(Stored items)
▼▼▼

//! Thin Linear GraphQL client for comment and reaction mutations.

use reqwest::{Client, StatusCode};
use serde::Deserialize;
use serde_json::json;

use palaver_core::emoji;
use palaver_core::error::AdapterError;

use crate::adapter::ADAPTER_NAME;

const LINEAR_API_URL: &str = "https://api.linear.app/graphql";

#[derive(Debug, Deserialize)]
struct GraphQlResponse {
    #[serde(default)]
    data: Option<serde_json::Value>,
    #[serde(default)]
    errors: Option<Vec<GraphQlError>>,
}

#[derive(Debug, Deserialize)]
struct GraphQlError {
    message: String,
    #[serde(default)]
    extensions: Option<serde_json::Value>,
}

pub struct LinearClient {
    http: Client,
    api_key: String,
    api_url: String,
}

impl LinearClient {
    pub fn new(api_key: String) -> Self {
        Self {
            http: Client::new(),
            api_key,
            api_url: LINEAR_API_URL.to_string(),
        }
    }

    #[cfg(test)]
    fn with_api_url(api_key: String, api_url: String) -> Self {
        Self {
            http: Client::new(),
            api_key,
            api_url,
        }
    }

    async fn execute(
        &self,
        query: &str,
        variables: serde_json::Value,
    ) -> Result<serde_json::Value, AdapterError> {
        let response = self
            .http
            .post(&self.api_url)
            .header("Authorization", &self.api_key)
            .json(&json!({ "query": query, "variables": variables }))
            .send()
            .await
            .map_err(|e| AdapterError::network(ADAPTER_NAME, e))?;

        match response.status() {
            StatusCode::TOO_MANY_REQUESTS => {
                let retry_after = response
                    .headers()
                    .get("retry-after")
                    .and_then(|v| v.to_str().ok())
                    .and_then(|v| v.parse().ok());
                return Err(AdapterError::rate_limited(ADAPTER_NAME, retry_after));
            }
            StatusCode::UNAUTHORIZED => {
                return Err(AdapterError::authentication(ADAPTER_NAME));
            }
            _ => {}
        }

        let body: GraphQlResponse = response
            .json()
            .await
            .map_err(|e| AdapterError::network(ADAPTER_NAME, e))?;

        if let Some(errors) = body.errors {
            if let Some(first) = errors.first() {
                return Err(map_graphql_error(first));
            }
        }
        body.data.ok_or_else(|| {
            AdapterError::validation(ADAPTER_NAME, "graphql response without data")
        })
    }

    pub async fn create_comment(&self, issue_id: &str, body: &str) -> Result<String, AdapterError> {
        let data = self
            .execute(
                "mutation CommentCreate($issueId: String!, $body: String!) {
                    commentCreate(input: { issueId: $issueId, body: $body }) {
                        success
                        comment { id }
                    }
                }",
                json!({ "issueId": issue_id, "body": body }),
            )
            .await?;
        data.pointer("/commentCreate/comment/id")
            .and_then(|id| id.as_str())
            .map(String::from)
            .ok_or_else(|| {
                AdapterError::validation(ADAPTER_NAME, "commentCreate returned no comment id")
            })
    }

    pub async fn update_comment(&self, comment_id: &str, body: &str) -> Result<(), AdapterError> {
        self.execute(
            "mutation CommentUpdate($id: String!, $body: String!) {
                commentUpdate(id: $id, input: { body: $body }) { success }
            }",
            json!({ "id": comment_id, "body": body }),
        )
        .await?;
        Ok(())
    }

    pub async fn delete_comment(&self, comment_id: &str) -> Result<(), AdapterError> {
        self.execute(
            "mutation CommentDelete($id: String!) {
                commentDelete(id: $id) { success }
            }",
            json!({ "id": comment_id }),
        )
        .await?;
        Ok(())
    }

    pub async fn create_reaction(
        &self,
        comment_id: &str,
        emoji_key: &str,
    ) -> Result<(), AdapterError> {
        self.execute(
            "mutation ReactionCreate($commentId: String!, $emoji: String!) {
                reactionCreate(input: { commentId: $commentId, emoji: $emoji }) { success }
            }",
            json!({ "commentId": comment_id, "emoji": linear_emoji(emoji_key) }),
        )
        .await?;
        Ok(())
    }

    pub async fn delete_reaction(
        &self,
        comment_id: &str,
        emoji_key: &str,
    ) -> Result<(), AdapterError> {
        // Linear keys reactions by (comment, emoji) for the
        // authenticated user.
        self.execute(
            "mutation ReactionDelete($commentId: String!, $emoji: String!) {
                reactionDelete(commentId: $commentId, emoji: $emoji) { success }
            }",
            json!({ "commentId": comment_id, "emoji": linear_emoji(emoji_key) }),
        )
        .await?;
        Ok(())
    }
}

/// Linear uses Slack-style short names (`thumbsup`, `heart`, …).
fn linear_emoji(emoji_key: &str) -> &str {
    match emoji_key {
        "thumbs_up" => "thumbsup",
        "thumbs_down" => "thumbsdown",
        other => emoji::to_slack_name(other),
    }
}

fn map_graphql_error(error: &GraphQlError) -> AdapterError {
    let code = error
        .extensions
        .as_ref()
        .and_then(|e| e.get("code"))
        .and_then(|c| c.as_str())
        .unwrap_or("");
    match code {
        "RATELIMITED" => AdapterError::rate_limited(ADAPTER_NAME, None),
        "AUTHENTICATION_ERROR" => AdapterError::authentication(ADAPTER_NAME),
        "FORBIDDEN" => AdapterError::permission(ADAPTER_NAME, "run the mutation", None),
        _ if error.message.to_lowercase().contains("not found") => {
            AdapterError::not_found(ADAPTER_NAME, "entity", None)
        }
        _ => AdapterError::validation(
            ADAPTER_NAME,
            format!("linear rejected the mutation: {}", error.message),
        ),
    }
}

▲▲▲

PROBLEM REQUIREMENTS:
Check each line above for the string "Option" and copy the ones that have it.

REPLY:
    data: Option<serde_json::Value>,
    errors: Option<Vec<GraphQlError>>,
    extensions: Option<serde_json::Value>,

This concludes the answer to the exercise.